By Nicole Capozziello
Published January 28, 2022
Auto-flaggers for work zones, contactless fingerprint scanners, and a tool to defend against fake media were just a few of the inventive student research projects presented at the first annual Russell Agrusa CSE Student Innovation Competition.
Initiated by a gift from University at Buffalo alumnus Russell Agrusa, the competition provides students with the opportunity to earn cash prizes for research work in areas where industry need is greatest and where the demands for automation and connectivity are rapidly increasing.
“We really appreciate Russ’s generous donation and support in establishing this competition, which provides a tremendous opportunity for our students to work on some projects that are not only scientifically exciting but also socially impactful,” says Jinhui Xu, professor and chair of the Department of Computer Science and Engineering. “It greatly encourages our students to transform their learned knowledge into innovations.”
Agrusa (BS ECE ‘76) was motivated to launch the competition to stimulate the creative potential of CSE students in today’s tech-centric world. “Competitions like these acknowledge students’ capabilities and keep people inspired,” Agrusa says. “They get to work together to build something that works, that could benefit people by having a practical use in society.”
The competition drew unique project submissions from 16 teams, consisting of 33 students and 18 faculty mentors. The top three teams were awarded cash prizes, with the first-place team winning $6,000, the second-place team receiving $4,000 and the third-place team getting $3,000.
A system that recognizes sign language gestures and shows the transcription on a smartphone took first place in the competition. The students designed and prototyped SonicASL: Sign Language Gesture Recognizer Using Earphones, a low-cost, easy-to-use and highly accessible earphone system that aims to break the communication barriers between the deaf and hearing people.

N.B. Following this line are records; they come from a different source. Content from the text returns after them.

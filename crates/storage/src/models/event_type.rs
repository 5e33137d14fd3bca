use rust_decimal::Decimal;
use serde::{Deserialize, Serialize};

use crate::record::{Record, Row};
use crate::schema::Table;

/// A discipline definition (e.g. 60m hurdles indoor) shared by many results.
#[derive(Debug, Clone, Default, PartialEq, Serialize, Deserialize)]
pub struct EventType {
    pub id: i64,
    pub venue: Option<String>,
    pub distance: Option<Decimal>,
    pub wind_mode: Option<String>,
    pub wind_time: Option<Decimal>,
    pub precision: Option<i32>,
    pub handtime_diff: Option<Decimal>,
    /// Left unset when the source omits it; the column defaults to 1.
    pub nb_athletes: Option<i32>,
    pub implement: Option<String>,
    pub hurdles_nb: Option<i32>,
    pub hurdles_first: Option<Decimal>,
    pub hurdles_interval: Option<Decimal>,
    pub hurdles_last: Option<Decimal>,
    pub abbr: Option<String>,
    pub name_fr: Option<String>,
    pub name_nl: Option<String>,
    pub name_de: Option<String>,
    pub name_en: Option<String>,
    pub low2high: Option<bool>,
    pub national_code: Option<String>,
    pub sort_order: Option<i32>,
    pub type_id: Option<i64>,
    pub result_type: Option<String>,
    pub discipline_group: Option<String>,
}

impl Record for EventType {
    const TABLE: Table = Table::EventTypes;

    fn id(&self) -> i64 {
        self.id
    }

    fn to_row(&self) -> Row {
        Row::new(self.id)
            .with("venue", self.venue.clone())
            .with("distance", self.distance)
            .with("wind_mode", self.wind_mode.clone())
            .with("wind_time", self.wind_time)
            .with("precision", self.precision)
            .with("handtime_diff", self.handtime_diff)
            .with("nb_athletes", self.nb_athletes)
            .with("implement", self.implement.clone())
            .with("hurdles_nb", self.hurdles_nb)
            .with("hurdles_first", self.hurdles_first)
            .with("hurdles_interval", self.hurdles_interval)
            .with("hurdles_last", self.hurdles_last)
            .with("abbr", self.abbr.clone())
            .with("name_fr", self.name_fr.clone())
            .with("name_nl", self.name_nl.clone())
            .with("name_de", self.name_de.clone())
            .with("name_en", self.name_en.clone())
            .with("low2high", self.low2high)
            .with("national_code", self.national_code.clone())
            .with("sort_order", self.sort_order)
            .with("type_id", self.type_id)
            .with("result_type", self.result_type.clone())
            .with("discipline_group", self.discipline_group.clone())
    }
}
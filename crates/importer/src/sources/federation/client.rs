use serde::de::DeserializeOwned;
use tracing::debug;

use super::auth::AccessToken;
use super::models::{
    AthleteResults, RemoteAthlete, RemoteCategory, RemoteOrganization, SearchPartition,
};
use crate::config::RemoteConfig;
use crate::traits::FederationSource;
use crate::{ImporterError, Result};

const USER_AGENT: &str = concat!("athletics-importer/", env!("CARGO_PKG_VERSION"));

/// Bearer-protected collections served in full by `{api_url}/api/<name>/all`.
#[derive(Debug, Clone, Copy, PartialEq, Eq)]
pub enum Collection {
    Organizations,
    Athletes,
    Categories,
}

impl Collection {
    pub fn path(&self) -> &'static str {
        match self {
            Self::Organizations => "api/organization/all",
            Self::Athletes => "api/athlete/all",
            Self::Categories => "api/category/all",
        }
    }
}

pub struct FederationClient {
    client: reqwest::Client,
    config: RemoteConfig,
}

impl FederationClient {
    pub fn new(client: reqwest::Client, config: RemoteConfig) -> Self {
        Self { client, config }
    }

    pub fn http_client() -> Result<reqwest::Client> {
        reqwest::Client::builder()
            .user_agent(USER_AGENT)
            .build()
            .map_err(|e| {
                ImporterError::ConfigurationError(format!("cannot build HTTP client: {}", e))
            })
    }

    async fn get_json<T: DeserializeOwned>(
        &self,
        url: &str,
        token: Option<&AccessToken>,
    ) -> Result<T> {
        debug!("GET {}", url);

        let mut request = self
            .client
            .get(url)
            .header(reqwest::header::ACCEPT, "application/json");
        if let Some(token) = token {
            request = request.bearer_auth(token.secret());
        }

        let response = request
            .send()
            .await
            .and_then(reqwest::Response::error_for_status)
            .map_err(ImporterError::fetch(url))?;

        response.json::<T>().await.map_err(ImporterError::fetch(url))
    }

    /// Fetches a whole collection. There is no server-side paging: the
    /// endpoint returns every record at once.
    pub async fn fetch_collection<T: DeserializeOwned>(
        &self,
        collection: Collection,
        token: &AccessToken,
    ) -> Result<Vec<T>> {
        let url = self.config.api_endpoint(collection.path());
        self.get_json(&url, Some(token)).await
    }
}

#[async_trait::async_trait]
impl FederationSource for FederationClient {
    async fn fetch_organizations(&self, token: &AccessToken) -> Result<Vec<RemoteOrganization>> {
        self.fetch_collection(Collection::Organizations, token).await
    }

    async fn fetch_athletes(&self, token: &AccessToken) -> Result<Vec<RemoteAthlete>> {
        self.fetch_collection(Collection::Athletes, token).await
    }

    async fn fetch_categories(&self, token: &AccessToken) -> Result<Vec<RemoteCategory>> {
        self.fetch_collection(Collection::Categories, token).await
    }

    async fn fetch_athlete_results(&self, live_id: &str) -> Result<AthleteResults> {
        let url = self
            .config
            .api_endpoint(&format!("api/athlete/{}", live_id));
        self.get_json(&url, None).await
    }

    async fn fetch_search_partition(&self, prefix: char) -> Result<SearchPartition> {
        let url = self
            .config
            .search_endpoint(&format!("api/search/public/{}", prefix));
        self.get_json(&url, None).await
    }
}

#[cfg(test)]
mod tests {
    use super::*;

    #[test]
    fn test_collection_paths() {
        let config = RemoteConfig::new("https://api.example.org");
        assert_eq!(
            config.api_endpoint(Collection::Organizations.path()),
            "https://api.example.org/api/organization/all"
        );
        assert_eq!(Collection::Athletes.path(), "api/athlete/all");
        assert_eq!(Collection::Categories.path(), "api/category/all");
    }

    #[tokio::test]
    async fn test_unreachable_api_is_a_fetch_error() {
        let config = RemoteConfig::new("http://127.0.0.1:9");
        let client = FederationClient::new(FederationClient::http_client().unwrap(), config);

        let err = client.fetch_athlete_results("abc").await.unwrap_err();
        match err {
            ImporterError::FetchError { url, .. } => {
                assert_eq!(url, "http://127.0.0.1:9/api/athlete/abc");
            }
            other => panic!("unexpected error: {}", other),
        }
    }
}
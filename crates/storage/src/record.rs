use std::collections::BTreeMap;

use crate::schema::Table;
use crate::value::SqlValue;

/// One row ready for a bulk insert.
///
/// Only columns that carry a value are present. A column missing from the
/// row is written as `DEFAULT`, so the store applies its own default instead
/// of an explicit `NULL`.
#[derive(Debug, Clone, PartialEq)]
pub struct Row {
    id: i64,
    values: BTreeMap<&'static str, SqlValue>,
}

impl Row {
    pub fn new(id: i64) -> Self {
        let mut values = BTreeMap::new();
        values.insert("id", SqlValue::BigInt(id));
        Self { id, values }
    }

    /// Sets `column` when `value` is present, leaves it unset otherwise.
    pub fn with<V: Into<SqlValue>>(mut self, column: &'static str, value: Option<V>) -> Self {
        if let Some(value) = value {
            self.values.insert(column, value.into());
        }
        self
    }

    pub fn id(&self) -> i64 {
        self.id
    }

    pub fn get(&self, column: &str) -> Option<&SqlValue> {
        self.values.get(column)
    }

    pub fn is_set(&self, column: &str) -> bool {
        self.values.contains_key(column)
    }

    pub fn columns(&self) -> impl Iterator<Item = &'static str> + '_ {
        self.values.keys().copied()
    }
}

/// An entity that can be written to one of the destination tables.
pub trait Record {
    const TABLE: Table;

    fn id(&self) -> i64;

    fn to_row(&self) -> Row;
}

#[cfg(test)]
mod tests {
    use super::*;

    #[test]
    fn test_absent_values_leave_column_unset() {
        let row = Row::new(5)
            .with("name", Some("Club A"))
            .with::<String>("alias", None);

        assert_eq!(row.id(), 5);
        assert!(row.is_set("id"));
        assert!(row.is_set("name"));
        assert!(!row.is_set("alias"));
        assert_eq!(row.columns().collect::<Vec<_>>(), vec!["id", "name"]);
    }
}
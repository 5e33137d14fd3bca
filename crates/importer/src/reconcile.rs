use futures::stream::{self, StreamExt, TryStreamExt};
use storage::models::AthleteRef;
use tracing::debug;

use crate::Result;
use crate::progress::{ProgressEvent, ProgressReporter};
use crate::sources::federation::ResultBundle;
use crate::traits::FederationSource;
use crate::upsert::ChunkedUpserter;

#[derive(Debug, Default, Clone, Copy, PartialEq, Eq)]
pub struct ReconcileSummary {
    pub athletes: usize,
    /// Sum of the result-array lengths returned for every athlete.
    pub results_fetched: usize,
    pub events_inserted: u64,
    pub event_types_inserted: u64,
    pub results_inserted: u64,
}

impl ReconcileSummary {
    pub fn inserted(&self) -> u64 {
        self.events_inserted + self.event_types_inserted + self.results_inserted
    }

    fn absorb(&mut self, athlete: ReconcileSummary) {
        self.athletes += athlete.athletes;
        self.results_fetched += athlete.results_fetched;
        self.events_inserted += athlete.events_inserted;
        self.event_types_inserted += athlete.event_types_inserted;
        self.results_inserted += athlete.results_inserted;
    }
}

/// Fetches each athlete's result history and spreads it over the events,
/// event types and results tables.
///
/// At most `concurrency` athletes are in flight at once. Their futures are
/// polled from the calling task; nothing is spawned. Duplicate events shared
/// by several athletes are absorbed by the store's insert-or-ignore.
pub struct ResultsReconciler<'a> {
    source: &'a dyn FederationSource,
    upserter: &'a ChunkedUpserter<'a>,
    reporter: &'a dyn ProgressReporter,
    concurrency: usize,
}

impl<'a> ResultsReconciler<'a> {
    pub fn new(
        source: &'a dyn FederationSource,
        upserter: &'a ChunkedUpserter<'a>,
        reporter: &'a dyn ProgressReporter,
        concurrency: usize,
    ) -> Self {
        Self {
            source,
            upserter,
            reporter,
            concurrency: concurrency.max(1),
        }
    }

    async fn reconcile_athlete(&self, athlete: &AthleteRef) -> Result<ReconcileSummary> {
        let name = athlete.display_name();
        debug!("Getting results for {}", name);

        let fetched = self.source.fetch_athlete_results(&athlete.live_id).await?;
        let results_fetched = fetched.results.len();
        debug!("Got {} results for {}", results_fetched, name);

        let bundle = ResultBundle::from_results(fetched.results);
        let events = self.upserter.upsert(&bundle.events).await?;
        let event_types = self.upserter.upsert(&bundle.event_types).await?;
        let results = self.upserter.upsert(&bundle.results).await?;
        debug!("Inserted {} results for {}", results.inserted, name);

        Ok(ReconcileSummary {
            athletes: 1,
            results_fetched,
            events_inserted: events.inserted,
            event_types_inserted: event_types.inserted,
            results_inserted: results.inserted,
        })
    }

    /// The first failing athlete aborts the whole run; in-flight athletes are
    /// dropped.
    pub async fn reconcile(&self, athletes: &[AthleteRef]) -> Result<ReconcileSummary> {
        let total = athletes.len();
        let mut summary = ReconcileSummary::default();

        let mut outcomes = stream::iter(athletes)
            .map(|athlete| self.reconcile_athlete(athlete))
            .buffer_unordered(self.concurrency);

        while let Some(athlete) = outcomes.try_next().await? {
            summary.absorb(athlete);
            self.reporter.report(ProgressEvent::AthleteReconciled {
                completed: summary.athletes,
                total,
                results: athlete.results_fetched,
            });
        }

        Ok(summary)
    }
}

#[cfg(test)]
mod tests {
    use super::*;
    use crate::ImporterError;
    use crate::sources::federation::{
        AccessToken, AthleteResults, RemoteAthlete, RemoteCategory, RemoteOrganization,
        SearchPartition,
    };
    use serde_json::json;
    use std::collections::HashMap;
    use std::sync::Mutex;
    use std::sync::atomic::{AtomicUsize, Ordering};
    use std::time::Duration;
    use storage::{MemoryStore, RecordStore, SqlValue, Table};

    /// Serves canned result histories, answering later athletes first.
    struct CannedResults {
        by_live_id: HashMap<String, serde_json::Value>,
        in_flight: AtomicUsize,
        peak_in_flight: AtomicUsize,
    }

    impl CannedResults {
        fn new(entries: Vec<(&str, serde_json::Value)>) -> Self {
            Self {
                by_live_id: entries
                    .into_iter()
                    .map(|(id, value)| (id.to_string(), value))
                    .collect(),
                in_flight: AtomicUsize::new(0),
                peak_in_flight: AtomicUsize::new(0),
            }
        }
    }

    #[async_trait::async_trait]
    impl FederationSource for CannedResults {
        async fn fetch_organizations(&self, _: &AccessToken) -> Result<Vec<RemoteOrganization>> {
            Ok(Vec::new())
        }

        async fn fetch_athletes(&self, _: &AccessToken) -> Result<Vec<RemoteAthlete>> {
            Ok(Vec::new())
        }

        async fn fetch_categories(&self, _: &AccessToken) -> Result<Vec<RemoteCategory>> {
            Ok(Vec::new())
        }

        async fn fetch_athlete_results(&self, live_id: &str) -> Result<AthleteResults> {
            let now = self.in_flight.fetch_add(1, Ordering::SeqCst) + 1;
            self.peak_in_flight.fetch_max(now, Ordering::SeqCst);

            let delay = 40u64.saturating_sub(live_id.len() as u64 * 5);
            tokio::time::sleep(Duration::from_millis(delay)).await;
            self.in_flight.fetch_sub(1, Ordering::SeqCst);

            let value = self.by_live_id.get(live_id).cloned().ok_or_else(|| {
                ImporterError::ConfigurationError(format!("no canned results for {}", live_id))
            })?;
            Ok(serde_json::from_value(value).unwrap())
        }

        async fn fetch_search_partition(&self, _: char) -> Result<SearchPartition> {
            Ok(SearchPartition::default())
        }
    }

    fn athlete(id: i64, live_id: &str) -> AthleteRef {
        AthleteRef {
            id,
            firstname: Some(format!("First{}", id)),
            lastname: Some(format!("Last{}", id)),
            live_id: live_id.to_string(),
        }
    }

    fn results(ids: &[i64], event_id: i64) -> serde_json::Value {
        let entries: Vec<_> = ids
            .iter()
            .map(|id| {
                json!({
                    "id": id,
                    "event": {"id": event_id, "name": format!("Meeting {}", event_id)},
                    "eventType": {"id": 1, "name_en": "60m"}
                })
            })
            .collect();
        json!({ "results": entries })
    }

    #[tokio::test]
    async fn test_results_count_is_exact_under_reordering() {
        let source = CannedResults::new(vec![
            ("a", results(&[1, 2, 3], 100)),
            ("bb", results(&[4], 100)),
            ("ccc", results(&[5, 6], 101)),
            ("dddd", json!({"results": []})),
            ("eeeee", results(&[7, 8, 9, 10], 102)),
        ]);
        let store = MemoryStore::new();
        let events = Mutex::new(Vec::new());
        let reporter = |event: ProgressEvent| events.lock().unwrap().push(event);
        let upserter = ChunkedUpserter::new(&store, &reporter, 1000);
        let reconciler = ResultsReconciler::new(&source, &upserter, &reporter, 3);

        let athletes = vec![
            athlete(1, "a"),
            athlete(2, "bb"),
            athlete(3, "ccc"),
            athlete(4, "dddd"),
            athlete(5, "eeeee"),
        ];
        let summary = reconciler.reconcile(&athletes).await.unwrap();

        assert_eq!(summary.athletes, 5);
        assert_eq!(summary.results_fetched, 10);
        assert_eq!(summary.results_inserted, 10);
        assert_eq!(summary.events_inserted, 3);
        assert_eq!(summary.event_types_inserted, 1);
        assert_eq!(store.count(Table::Results).await.unwrap(), 10);
        assert_eq!(store.count(Table::Events).await.unwrap(), 3);

        let completed: Vec<usize> = events
            .lock()
            .unwrap()
            .iter()
            .filter_map(|event| match event {
                ProgressEvent::AthleteReconciled { completed, .. } => Some(*completed),
                _ => None,
            })
            .collect();
        assert_eq!(completed, vec![1, 2, 3, 4, 5]);
        assert!(source.peak_in_flight.load(Ordering::SeqCst) <= 3);
    }

    #[tokio::test]
    async fn test_results_store_derived_foreign_keys() {
        let source = CannedResults::new(vec![(
            "live-1",
            json!({"results": [
                {"id": 1, "category": {"id": 12}, "event": {"id": 30}},
                {"id": 2, "round": {"name": "Heat 1"}}
            ]}),
        )]);
        let store = MemoryStore::new();
        let reporter = |_: ProgressEvent| {};
        let upserter = ChunkedUpserter::new(&store, &reporter, 1000);
        let reconciler = ResultsReconciler::new(&source, &upserter, &reporter, 4);

        reconciler.reconcile(&[athlete(1, "live-1")]).await.unwrap();

        let with_nested = store.get(Table::Results, 1).unwrap();
        assert_eq!(with_nested.get("category_id"), Some(&SqlValue::BigInt(12)));
        assert_eq!(with_nested.get("event_id"), Some(&SqlValue::BigInt(30)));

        let bare = store.get(Table::Results, 2).unwrap();
        assert!(!bare.is_set("category_id"));
        assert!(!bare.is_set("event_id"));
        assert_eq!(
            bare.get("round"),
            Some(&SqlValue::Opaque(json!({"name": "Heat 1"}).into()))
        );
    }

    #[tokio::test]
    async fn test_failing_athlete_aborts_reconciliation() {
        let source = CannedResults::new(vec![("a", results(&[1], 100))]);
        let store = MemoryStore::new();
        let reporter = |_: ProgressEvent| {};
        let upserter = ChunkedUpserter::new(&store, &reporter, 1000);
        let reconciler = ResultsReconciler::new(&source, &upserter, &reporter, 2);

        let outcome = reconciler
            .reconcile(&[athlete(1, "a"), athlete(2, "missing")])
            .await;

        assert!(outcome.is_err());
    }

    #[tokio::test]
    async fn test_rerun_inserts_nothing_new() {
        let source = CannedResults::new(vec![("a", results(&[1, 2], 100))]);
        let store = MemoryStore::new();
        let reporter = |_: ProgressEvent| {};
        let upserter = ChunkedUpserter::new(&store, &reporter, 1000);
        let reconciler = ResultsReconciler::new(&source, &upserter, &reporter, 2);

        let first = reconciler.reconcile(&[athlete(1, "a")]).await.unwrap();
        let second = reconciler.reconcile(&[athlete(1, "a")]).await.unwrap();

        assert_eq!(first.results_inserted, 2);
        assert_eq!(second.results_inserted, 0);
        assert_eq!(second.results_fetched, 2);
        assert_eq!(store.count(Table::Results).await.unwrap(), 2);
    }
}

The first-place team members were Yincheng Jin (lead), Jiyang Li, Seokmin Choi, all PhD students in CSE, and Yang Gao (PhD ‘20), now a postdoctoral fellow at Northwestern University. The team was advised by Zhanpeng Jin, an associate professor in computer science and engineering.
The second-place team consisted of PhD student Bhavin Jawade and postdoctoral fellow Akshay Agarwal, advised by CSE faculty Nalini Ratha, SUNY Empire Innovation Professor, and Venu Govindaraju, SUNY Distinguished Professor, and Srirangaraj Setlur, principal research scientist, Center for Unified Biometrics and Sensors.
Inspired by the increased risk of contact in the COVID-19 pandemic, the team developed a hygienic, secure and modern solution for fingerprint authentication on a mobile device. The solution is contactless, relying on a smartphone camera and a contactless-to-contact based fingerprint matching algorithm.
Third place was awarded to PhD student Foad Hajiaghajani Memar, who was advised by Chunming Qiao, SUNY Distinguished Professor in CSE. Memar designed and prototyped an AI-powered auto-flagger system which offers a low-cost solution for regulating two-way traffic without human flaggers, thus reducing worker injuries and costs in work zones.
A committee of CSE faculty members evaluated the submissions based on novelty, impact on society and artifacts. Winners were announced in a virtual event on December 10, 2021.
An entrepreneur himself who holds 10 patents, Russ and his wife Paula, also an alumnus, founded ICONICS, Inc., a leading international software development company specializing in real-time data acquisition, visualization and control using IoT and the hybrid cloud. The company has won numerous software development and application awards and is a seven-time Microsoft Partner of the Year winner. ICONICS is now part of the Mitsubishi Electric family of companies based in Tokyo, Japan.
Agrusa has maintained a connection with his alma mater over the decades, serving as a member of the School of Engineering and Applied Sciences’ Dean’s Advisory Council, and as co-chair of the Computer Science and Engineering Department Advisory Board.
He has previously supported the University at Buffalo through a donation to the construction of the School of Engineering and Applied Sciences' Davis Hall. The building’s largest lecture hall is named Agrusa Auditorium in recognition of his gift. Most recently, he helped create the Paula T. Agrusa Plaza, located outside the School of Management, in memory of his late wife.
“I was amazed by the great, innovative ideas that came out of this contest, and in such a short amount of time,” says Agrusa. “I’m very proud of making this opportunity available to future generations of students at the university.”